Work to be completed:
The required response is the number of lines in the entries that include the word "server", with nothing added.

Stored data entries:

______________________________

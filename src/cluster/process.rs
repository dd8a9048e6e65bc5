//! Subprocess plumbing shared by the helm and kubectl adapters.

use std::path::PathBuf;
use std::process::Stdio;

use tokio::process::Command;

use crate::errors::StoreError;

/// Captured result of one tool invocation.
#[derive(Debug, Clone)]
pub struct ToolOutput {
    pub success: bool,
    pub code: Option<i32>,
    pub stdout: String,
    pub stderr: String,
}

impl ToolOutput {
    /// Best human-readable description of a failed invocation.
    pub fn failure_detail(&self) -> String {
        let stderr = self.stderr.trim();
        if !stderr.is_empty() {
            return stderr.to_string();
        }
        let stdout = self.stdout.trim();
        if !stdout.is_empty() {
            return stdout.to_string();
        }
        format!("exited with code {}", self.code.unwrap_or(-1))
    }
}

/// A command line for an external cluster tool.
#[derive(Debug, Clone)]
pub struct ToolCommand {
    program: PathBuf,
    args: Vec<String>,
    envs: Vec<(String, String)>,
}

impl ToolCommand {
    pub fn new(program: impl Into<PathBuf>) -> Self {
        Self {
            program: program.into(),
            args: Vec::new(),
            envs: Vec::new(),
        }
    }

    pub fn arg(mut self, arg: impl Into<String>) -> Self {
        self.args.push(arg.into());
        self
    }

    pub fn args<I, S>(mut self, args: I) -> Self
    where
        I: IntoIterator<Item = S>,
        S: Into<String>,
    {
        self.args.extend(args.into_iter().map(Into::into));
        self
    }

    pub fn env(mut self, key: impl Into<String>, value: impl Into<String>) -> Self {
        self.envs.push((key.into(), value.into()));
        self
    }

    pub fn get_args(&self) -> &[String] {
        &self.args
    }

    /// Rendered for logs.
    pub fn display(&self) -> String {
        let mut line = self.program.display().to_string();
        for arg in &self.args {
            line.push(' ');
            line.push_str(arg);
        }
        line
    }

    /// Run to completion and capture its output.
    ///
    /// The child is killed if the returned future is dropped, so an outer
    /// timeout also stops the tool.
    pub async fn output(&self) -> Result<ToolOutput, StoreError> {
        tracing::debug!(command = %self.display(), "Running cluster tool");

        let output = Command::new(&self.program)
            .args(&self.args)
            .envs(self.envs.iter().map(|(k, v)| (k.as_str(), v.as_str())))
            .stdin(Stdio::null())
            .stdout(Stdio::piped())
            .stderr(Stdio::piped())
            .kill_on_drop(true)
            .output()
            .await
            .map_err(|e| {
                StoreError::Unavailable(format!(
                    "failed to run {}: {e}",
                    self.program.display()
                ))
            })?;

        let result = ToolOutput {
            success: output.status.success(),
            code: output.status.code(),
            stdout: String::from_utf8_lossy(&output.stdout).into_owned(),
            stderr: String::from_utf8_lossy(&output.stderr).into_owned(),
        };
        tracing::debug!(code = ?result.code, "Cluster tool exited");
        Ok(result)
    }
}

/// Connectivity failures. Checked first: their text can mention things that
/// are "not found" on the client side (an exec plugin binary, a context).
const UNREACHABLE_MARKERS: &[&str] = &["cluster unreachable", "unable to connect to the server"];

/// Messages helm and kubectl print when the named object itself is absent.
const NOT_FOUND_MARKERS: &[&str] = &[
    "release: not found",
    "release not loaded",
    "error from server (notfound)",
];

/// Map a failed tool invocation to a store error by its message.
pub fn classify_failure(output: &ToolOutput) -> StoreError {
    let detail = output.failure_detail();
    let lower = detail.to_lowercase();
    let mentions = |markers: &[&str]| markers.iter().any(|m| lower.contains(m));

    if mentions(UNREACHABLE_MARKERS) {
        StoreError::Unavailable(detail)
    } else if mentions(NOT_FOUND_MARKERS) {
        StoreError::NotFound(detail)
    } else if lower.contains("forbidden")
        || lower.contains("unauthorized")
        || lower.contains("permission denied")
        || lower.contains("is invalid")
    {
        StoreError::Rejected(detail)
    } else {
        StoreError::Unavailable(detail)
    }
}
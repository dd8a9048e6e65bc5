//! Release identity derivation.
//!
//! A release name is either supplied verbatim or derived from the repository
//! that produced the deployment. Derivation is a pure function of its inputs so
//! a replayed run always lands on the same release.

use std::fmt;
use std::sync::LazyLock;

use regex::Regex;
use serde::{Deserialize, Serialize};

use crate::errors::InputError;

/// Helm refuses release names longer than this.
pub const MAX_RELEASE_NAME_LEN: usize = 53;

/// Branches that map to the stable release of a repository.
const STABLE_BRANCHES: [&str; 2] = ["main", "master"];

static NON_ALNUM_REGEX: LazyLock<Regex> = LazyLock::new(|| Regex::new(r"[^a-zA-Z0-9]+").unwrap());

/// Resolved name of the release a run operates on.
///
/// Doubles as the deduplication key for run admission.
#[derive(Debug, Clone, PartialEq, Eq, Hash, Serialize, Deserialize)]
#[serde(transparent)]
pub struct ReleaseIdentity {
    name: String,
}

impl ReleaseIdentity {
    /// Use an explicit release name. The name is trimmed but otherwise kept as given.
    pub fn explicit(name: &str) -> Result<Self, InputError> {
        let name = name.trim();
        if name.is_empty() {
            return Err(InputError::EmptyReleaseName);
        }
        check_length(name)?;
        Ok(Self {
            name: name.to_string(),
        })
    }

    pub fn name(&self) -> &str {
        &self.name
    }
}

impl fmt::Display for ReleaseIdentity {
    fn fmt(&self, f: &mut fmt::Formatter<'_>) -> fmt::Result {
        f.write_str(&self.name)
    }
}

impl AsRef<str> for ReleaseIdentity {
    fn as_ref(&self) -> &str {
        &self.name
    }
}

/// Source-control coordinates a release name can be derived from.
#[derive(Debug, Clone, PartialEq, Eq, Serialize, Deserialize)]
#[serde(rename_all = "camelCase")]
pub struct SourceIdentifiers {
    pub org: String,
    pub repo: String,
    pub branch: String,
    #[serde(default, skip_serializing_if = "Option::is_none")]
    pub pr_number: Option<u64>,
}

impl SourceIdentifiers {
    pub fn new(org: impl Into<String>, repo: impl Into<String>, branch: impl Into<String>) -> Self {
        Self {
            org: org.into(),
            repo: repo.into(),
            branch: branch.into(),
            pr_number: None,
        }
    }

    /// Attach a pull-request number. `0` means "no pull request".
    pub fn with_pr_number(mut self, pr_number: u64) -> Self {
        self.pr_number = (pr_number > 0).then_some(pr_number);
        self
    }
}

/// Derive the release identity for a set of source identifiers.
///
/// - `{repo}-pr-{number}` for pull-request deployments
/// - `{repo}` for the `main`/`master` branch
/// - `{repo}-{branch}` otherwise
pub fn resolve(ids: &SourceIdentifiers) -> Result<ReleaseIdentity, InputError> {
    let repo = sanitize(&ids.repo);
    if repo.is_empty() {
        return Err(InputError::EmptyComponent {
            field: "repo",
            input: ids.repo.clone(),
        });
    }
    let branch = sanitize(&ids.branch);
    if branch.is_empty() {
        return Err(InputError::EmptyComponent {
            field: "branch",
            input: ids.branch.clone(),
        });
    }

    let name = match ids.pr_number.filter(|n| *n > 0) {
        Some(number) => format!("{repo}-pr-{number}"),
        None if STABLE_BRANCHES.contains(&branch.as_str()) => repo,
        None => format!("{repo}-{branch}"),
    };

    check_length(&name)?;
    Ok(ReleaseIdentity { name })
}

/// Collapse every run of non-alphanumeric characters into one hyphen, trim
/// hyphens from both ends, and lower-case the result.
pub fn sanitize(component: &str) -> String {
    NON_ALNUM_REGEX
        .replace_all(component, "-")
        .trim_matches('-')
        .to_lowercase()
}

fn check_length(name: &str) -> Result<(), InputError> {
    if name.len() > MAX_RELEASE_NAME_LEN {
        return Err(InputError::NameTooLong {
            name: name.to_string(),
            len: name.len(),
            max: MAX_RELEASE_NAME_LEN,
        });
    }
    Ok(())
}

#[cfg(test)]
mod tests {
    use super::*;

    fn branch(repo: &str, branch: &str) -> SourceIdentifiers {
        SourceIdentifiers::new("acme", repo, branch)
    }

    #[test]
    fn test_sanitize_collapses_runs_and_lowercases() {
        assert_eq!(sanitize("feature/X_1"), "feature-x-1");
        assert_eq!(sanitize("--My..App--"), "my-app");
        assert_eq!(sanitize("a___b///c"), "a-b-c");
        assert_eq!(sanitize("///"), "");
    }

    #[test]
    fn test_resolve_pull_request() {
        let ids = branch("My-App", "feature/thing").with_pr_number(42);
        assert_eq!(resolve(&ids).unwrap().name(), "my-app-pr-42");
    }

    #[test]
    fn test_resolve_feature_branch() {
        let ids = branch("my-app", "feature/X_1");
        assert_eq!(resolve(&ids).unwrap().name(), "my-app-feature-x-1");
    }

    #[test]
    fn test_resolve_stable_branches_use_repo_only() {
        for b in ["main", "master", "MAIN", "Master", "/main/", "--master--", "_Main_"] {
            let ids = branch("My.App", b);
            assert_eq!(resolve(&ids).unwrap().name(), "my-app", "branch {b:?}");
        }
    }

    #[test]
    fn test_resolve_pr_takes_precedence_over_stable_branch() {
        let ids = branch("svc", "main").with_pr_number(7);
        assert_eq!(resolve(&ids).unwrap().name(), "svc-pr-7");
    }

    #[test]
    fn test_pr_number_zero_means_absent() {
        let ids = branch("svc", "dev").with_pr_number(0);
        assert_eq!(ids.pr_number, None);
        assert_eq!(resolve(&ids).unwrap().name(), "svc-dev");
    }

    #[test]
    fn test_resolve_is_deterministic() {
        let ids = branch("Some Repo", "Release/2024.10").with_pr_number(3);
        let first = resolve(&ids).unwrap();
        let second = resolve(&ids).unwrap();
        assert_eq!(first, second);
        assert_eq!(first.name(), "some-repo-pr-3");
    }

    #[test]
    fn test_empty_repo_after_sanitization_is_rejected() {
        let err = resolve(&branch("***", "dev")).unwrap_err();
        assert!(matches!(err, InputError::EmptyComponent { field: "repo", .. }));
    }

    #[test]
    fn test_empty_branch_after_sanitization_is_rejected() {
        let err = resolve(&branch("svc", " / ")).unwrap_err();
        assert!(matches!(err, InputError::EmptyComponent { field: "branch", .. }));
    }

    #[test]
    fn test_overlong_name_is_rejected() {
        let ids = branch(&"r".repeat(40), &"b".repeat(20));
        let err = resolve(&ids).unwrap_err();
        assert!(matches!(err, InputError::NameTooLong { max: 53, .. }));
    }

    #[test]
    fn test_explicit_name_is_trimmed_not_sanitized() {
        let id = ReleaseIdentity::explicit("  Legacy_Release ").unwrap();
        assert_eq!(id.name(), "Legacy_Release");
        assert!(matches!(
            ReleaseIdentity::explicit("   "),
            Err(InputError::EmptyReleaseName)
        ));
    }
}
//! Cluster collaborators.
//!
//! The teardown activities talk to the cluster through two narrow traits:
//! [`ReleaseStore`] for releases and [`ClusterInventory`] for labeled
//! resources. The default implementations shell out to `helm` and `kubectl`.

pub mod helm;
pub mod kubectl;
pub mod process;

use std::time::Duration;

use async_trait::async_trait;
use chrono::{DateTime, Utc};
use serde::{Deserialize, Serialize};

use crate::errors::StoreError;

pub use helm::HelmReleaseStore;
pub use kubectl::KubectlInventory;

/// Label every chart built from the standard templates puts on its resources.
pub const INSTANCE_LABEL: &str = "app.kubernetes.io/instance";

/// Label selector matching resources owned by a release.
pub fn instance_selector(release: &str) -> String {
    format!("{INSTANCE_LABEL}={release}")
}

/// A deployed release as reported by the store.
#[derive(Debug, Clone, PartialEq, Eq, Serialize, Deserialize)]
pub struct ReleaseInfo {
    pub name: String,
    pub namespace: String,
    pub revision: i64,
    pub status: String,
    pub updated: Option<DateTime<Utc>>,
    pub chart: Option<String>,
}

/// A namespaced object found by label.
#[derive(Debug, Clone, PartialEq, Eq, Serialize, Deserialize)]
pub struct ResourceRef {
    pub kind: String,
    pub name: String,
}

/// Lists and uninstalls named releases in a namespace.
#[async_trait]
pub trait ReleaseStore: Send + Sync {
    /// Deployed releases in `namespace` whose name matches `name`.
    async fn list_deployed(&self, namespace: &str, name: &str) -> Result<Vec<ReleaseInfo>, StoreError>;

    /// Uninstall a release. Returns the store's status line on success.
    async fn uninstall(
        &self,
        name: &str,
        namespace: &str,
        wait: bool,
        timeout: Option<Duration>,
    ) -> Result<String, StoreError>;
}

/// Lists labeled workload resources in a namespace.
#[async_trait]
pub trait ClusterInventory: Send + Sync {
    async fn list_labeled(&self, namespace: &str, selector: &str) -> Result<Vec<ResourceRef>, StoreError>;
}
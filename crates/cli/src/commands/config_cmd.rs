//! `feedloom config`: configuration management commands.

use feedloom_config::{AppConfig, EmbeddingBackend, ModelKind, StoreBackend};

pub async fn init() -> Result<(), Box<dyn std::error::Error>> {
    let config_dir = AppConfig::config_dir();
    let config_path = config_dir.join("config.toml");

    if !config_dir.exists() {
        tokio::fs::create_dir_all(&config_dir).await?;
        println!("✅ Created config directory: {}", config_dir.display());
    }

    if config_path.exists() {
        println!("⚠️  Config already exists at: {}", config_path.display());
        println!("   Edit it manually or delete it and re-run `feedloom config init`.");
        return Ok(());
    }

    tokio::fs::write(&config_path, AppConfig::default_toml()).await?;
    println!("✅ Created config.toml at: {}", config_path.display());
    println!();
    println!("📝 Next steps:");
    println!("   1. Set DEEPSEEK_KEY (or another model's key) in your environment");
    println!("   2. Run: feedloom ingest --source <feed url> entries.json");
    println!("   3. Run: feedloom recommend");
    Ok(())
}

pub async fn validate() -> Result<(), Box<dyn std::error::Error>> {
    println!("🔍 Validating configuration...");

    let config = match AppConfig::load() {
        Ok(config) => config,
        Err(e) => {
            println!("   ❌ Config error: {e}");
            return Err(e.into());
        }
    };
    println!("   ✅ Config parsed successfully");

    let warnings = warnings(&config);
    if warnings.is_empty() {
        println!("   ✅ All checks passed");
    } else {
        println!();
        for w in &warnings {
            println!("   ⚠️  {w}");
        }
    }

    println!();
    println!("   Model:      {}", config.default_model_type);
    println!("   Models:     {}", config.models.keys().cloned().collect::<Vec<_>>().join(", "));
    println!("   Store:      {:?}", config.store.backend);
    println!("   Embedding:  {:?}", config.embedding.backend);
    println!("   Gateway:    {}:{}", config.gateway.host, config.gateway.port);
    Ok(())
}

pub async fn show() -> Result<(), Box<dyn std::error::Error>> {
    let config = super::load_config()?;
    let toml_str = toml::to_string_pretty(&config)?;
    println!("{toml_str}");
    Ok(())
}

pub async fn path() -> Result<(), Box<dyn std::error::Error>> {
    let config_path = AppConfig::config_dir().join("config.toml");
    println!("{}", config_path.display());
    Ok(())
}

/// Problems that don't stop the config from loading.
fn warnings(config: &AppConfig) -> Vec<String> {
    let mut warnings = Vec::new();

    if let Some(default) = config.models.get(&config.default_model_type) {
        let local = default.api_url.contains("localhost") || default.api_url.contains("127.0.0.1");
        if default.api_key.is_none() && !local {
            warnings.push(format!("No API key for default model type '{}'", config.default_model_type));
        }
    }

    for (name, model) in &config.models {
        if model.kind == ModelKind::Polling && model.bot_id.is_none() {
            warnings.push(format!("models.{name} has no bot_id (set COZE_BOT_ID)"));
        }
    }

    if config.embedding.backend == EmbeddingBackend::Provider && !config.models.contains_key(&config.embedding.model_type) {
        warnings.push(format!(
            "embedding.model_type '{}' has no [models.{}] entry",
            config.embedding.model_type, config.embedding.model_type
        ));
    }

    if config.store.backend == StoreBackend::Memory {
        warnings.push("Feed store is in memory; items are lost on exit".into());
    }

    if config.gateway.host == "0.0.0.0" {
        warnings.push("Gateway bound to 0.0.0.0 is reachable from other hosts".into());
    }

    warnings
}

______________________________

The answer:
2